Research into the application of artificial intelligence (AI) to radiology is becoming increasingly popular. The number of publications on AI in medical imaging increased from about 100-150 per year in 2007-2008 to 700-800 per year in 2016-2017.¹ In 2018-2019, about 25% of published articles in Radiology were related to radiomics or AI.² A significant proportion of these publications assessed diagnostic accuracy; a systematic review by Kelly et al in April 2022 found that over 30% of radiology AI studies applied AI to classify lesions using medical imaging.³ The completeness of reporting of diagnostic accuracy studies has been shown to vary. This can make it difficult for readers to assess the generalizability and sources of bias within a study and which may be a barrier to the acceptance of a study’s findings in clinical practice or as a basis for future research.^4,5

In March 2020, the Checklist for AI in Medical Imaging (CLAIM) guide was published by Mongan, Moy, and Kahn Jr and endorsed by Radiology: Artificial Intelligence.⁶ CLAIM is a 42-item checklist that builds upon the Standards for Reporting of Diagnostic Accuracy Studies (STARD) 2015 statement, designed to evaluate reporting completeness specific to applications of AI in medical imaging.⁷ Since its release, the adherence to CLAIM has been unclear. Clarifying the uptake of CLAIM and identifying items that are infrequently reported would provide guidance to publishing platforms and investigators by identifying areas for improved reporting in future works. Understanding how reporting completeness compares between manuscripts in peer-reviewed journals and on non-peer-reviewed preprint platforms, where many diagnostic imaging AI studies are published, would alert readers to differences between these and encourage them to apply an appropriate degree of scrutiny based on the publication source. This could facilitate the acceptance and adoption of some AI models over others in practice.

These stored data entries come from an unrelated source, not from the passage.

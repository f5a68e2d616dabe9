//! Server-sent event framing for task status updates.
//!
//! Framing is append-only: one event is fully written before the next
//! begins, and the `final: true` frame is the last one on the wire.

use wayfare_core::Result;

use crate::types::TaskStatusUpdateEvent;

pub const SSE_CONTENT_TYPE: &str = "text/event-stream";

const DATA_PREFIX: &str = "data: ";
const FRAME_TERMINATOR: &str = "\n\n";

/// Encode one event as an SSE frame: `data: <json>\n\n`.
pub fn encode_frame(event: &TaskStatusUpdateEvent) -> Result<String> {
    let json = serde_json::to_string(event)?;
    Ok(format!("{DATA_PREFIX}{json}{FRAME_TERMINATOR}"))
}

/// Decode a single frame produced by [`encode_frame`]. Used by clients
/// and tests; the server never reads frames back.
pub fn decode_frame(frame: &str) -> Result<TaskStatusUpdateEvent> {
    let payload = frame
        .strip_prefix(DATA_PREFIX)
        .and_then(|rest| rest.strip_suffix(FRAME_TERMINATOR))
        .ok_or_else(|| {
            wayfare_core::WayfareError::Internal("malformed SSE frame".to_string())
        })?;
    Ok(serde_json::from_str(payload)?)
}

The purpose of this study was to establish reporting adherence to the Checklist for Artificial Intelligence in Medical Imaging (CLAIM) in diagnostic accuracy AI studies with the highest AAS scores, and to compare completeness of reporting between peer-reviewed manuscripts and preprints.

Methods

Institutional Research Board approval was not sought as all data are available in the public domain. Reporting was per the relevant components of the PRISMA-DTA guideline.⁸ The study protocol was registered (Open Science Framework: osf.io/3djma).

Data Sources

A preliminary search strategy was developed with the assistance of a librarian to search MEDLINE, EMBASE, arXiv, bioRxiv, and medRxiv to retrospectively identify diagnostic accuracy AI studies published after the release of the CLAIM checklist.

Study Selection

Given the large number of medical imaging AI studies published in the past few years, we elected to limit the search to the 100 diagnostic accuracy AI studies with the highest Altmetric Attention Score (AAS) including 50 from peer-reviewed journals and 50 from preprint platforms. The AAS is a weighted scoring system that captures the impact of a study based on more traditional sources such as citations in indexed journals but also incorporates attention on social media platforms including Twitter, public documents, online references and a variety of other sources applicable to both print and preprint articles.⁹ The Altmetric Application Programming Interface (API) was queried on June 25, 2021 to retrieve the AAS to establish the impact of each study between March 25, 2020, and June 24, 2021.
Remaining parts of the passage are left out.